Problem description – Every line of the listing that contains the word "time" is to be copied out.

Supplied material –
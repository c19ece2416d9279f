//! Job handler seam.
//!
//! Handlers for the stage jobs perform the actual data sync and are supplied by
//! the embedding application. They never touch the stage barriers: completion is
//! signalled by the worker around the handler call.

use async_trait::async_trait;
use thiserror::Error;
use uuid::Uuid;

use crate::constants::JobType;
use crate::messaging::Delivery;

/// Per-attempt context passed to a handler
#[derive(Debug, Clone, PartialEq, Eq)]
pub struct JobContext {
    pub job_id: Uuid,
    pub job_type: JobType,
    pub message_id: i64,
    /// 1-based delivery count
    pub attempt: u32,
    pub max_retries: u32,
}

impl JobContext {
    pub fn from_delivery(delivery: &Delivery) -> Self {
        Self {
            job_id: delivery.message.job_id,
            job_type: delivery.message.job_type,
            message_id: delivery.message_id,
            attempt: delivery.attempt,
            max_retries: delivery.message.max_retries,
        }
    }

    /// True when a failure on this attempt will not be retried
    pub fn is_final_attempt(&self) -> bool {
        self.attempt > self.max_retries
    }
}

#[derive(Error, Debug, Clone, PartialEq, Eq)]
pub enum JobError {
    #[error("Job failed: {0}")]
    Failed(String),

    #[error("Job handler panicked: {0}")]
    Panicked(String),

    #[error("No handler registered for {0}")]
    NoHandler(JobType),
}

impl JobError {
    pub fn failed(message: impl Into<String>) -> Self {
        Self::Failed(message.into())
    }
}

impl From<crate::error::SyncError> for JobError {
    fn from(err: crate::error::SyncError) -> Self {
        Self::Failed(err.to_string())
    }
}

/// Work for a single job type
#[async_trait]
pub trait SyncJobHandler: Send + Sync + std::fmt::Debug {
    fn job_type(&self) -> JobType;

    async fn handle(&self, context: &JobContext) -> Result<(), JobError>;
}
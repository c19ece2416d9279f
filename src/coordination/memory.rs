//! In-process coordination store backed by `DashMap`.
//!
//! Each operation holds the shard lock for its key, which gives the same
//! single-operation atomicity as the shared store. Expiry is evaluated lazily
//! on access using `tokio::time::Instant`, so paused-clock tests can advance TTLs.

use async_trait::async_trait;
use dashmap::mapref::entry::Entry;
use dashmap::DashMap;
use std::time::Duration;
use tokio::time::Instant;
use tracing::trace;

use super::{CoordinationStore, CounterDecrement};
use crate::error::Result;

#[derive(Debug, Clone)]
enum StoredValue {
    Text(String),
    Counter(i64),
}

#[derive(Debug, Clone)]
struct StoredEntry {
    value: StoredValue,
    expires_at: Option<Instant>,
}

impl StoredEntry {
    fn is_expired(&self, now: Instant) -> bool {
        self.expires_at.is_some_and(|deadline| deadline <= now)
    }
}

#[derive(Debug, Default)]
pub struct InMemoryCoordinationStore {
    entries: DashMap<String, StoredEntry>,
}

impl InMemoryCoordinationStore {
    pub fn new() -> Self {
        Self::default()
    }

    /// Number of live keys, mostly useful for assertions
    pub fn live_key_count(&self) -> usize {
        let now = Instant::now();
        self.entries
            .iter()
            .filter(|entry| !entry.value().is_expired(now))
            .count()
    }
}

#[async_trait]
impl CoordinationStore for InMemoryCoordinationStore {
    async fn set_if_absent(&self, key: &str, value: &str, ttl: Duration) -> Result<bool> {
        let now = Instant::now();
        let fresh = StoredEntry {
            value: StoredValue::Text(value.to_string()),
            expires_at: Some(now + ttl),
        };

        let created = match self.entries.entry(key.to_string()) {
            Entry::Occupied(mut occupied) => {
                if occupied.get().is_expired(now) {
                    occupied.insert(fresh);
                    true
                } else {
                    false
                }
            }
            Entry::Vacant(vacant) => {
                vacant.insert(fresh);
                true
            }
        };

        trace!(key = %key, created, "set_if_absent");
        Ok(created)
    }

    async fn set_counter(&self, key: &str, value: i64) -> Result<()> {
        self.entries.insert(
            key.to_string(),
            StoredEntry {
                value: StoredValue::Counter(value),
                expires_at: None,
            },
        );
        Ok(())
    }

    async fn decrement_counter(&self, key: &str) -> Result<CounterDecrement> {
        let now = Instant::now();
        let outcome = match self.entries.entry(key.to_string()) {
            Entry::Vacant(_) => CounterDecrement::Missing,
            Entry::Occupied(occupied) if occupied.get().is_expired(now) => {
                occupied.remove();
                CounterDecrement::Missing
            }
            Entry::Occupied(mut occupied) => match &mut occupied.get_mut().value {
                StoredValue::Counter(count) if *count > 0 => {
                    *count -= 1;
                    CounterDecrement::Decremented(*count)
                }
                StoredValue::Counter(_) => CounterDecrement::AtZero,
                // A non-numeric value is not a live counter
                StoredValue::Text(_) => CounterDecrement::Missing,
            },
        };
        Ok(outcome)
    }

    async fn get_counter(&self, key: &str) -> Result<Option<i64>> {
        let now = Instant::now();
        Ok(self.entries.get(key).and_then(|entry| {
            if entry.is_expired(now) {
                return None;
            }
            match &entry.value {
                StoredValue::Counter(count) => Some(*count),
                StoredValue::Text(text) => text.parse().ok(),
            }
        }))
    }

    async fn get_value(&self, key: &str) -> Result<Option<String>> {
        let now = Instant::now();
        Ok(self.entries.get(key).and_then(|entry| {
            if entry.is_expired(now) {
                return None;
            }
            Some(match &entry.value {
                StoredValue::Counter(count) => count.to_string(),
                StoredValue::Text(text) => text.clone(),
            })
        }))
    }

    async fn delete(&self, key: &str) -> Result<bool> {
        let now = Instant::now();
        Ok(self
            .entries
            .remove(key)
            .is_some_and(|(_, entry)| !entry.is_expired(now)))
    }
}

Expected answer –
//! on access using `tokio::time::Instant`, so paused-clock tests can advance TTLs.
use std::time::Duration;
use tokio::time::Instant;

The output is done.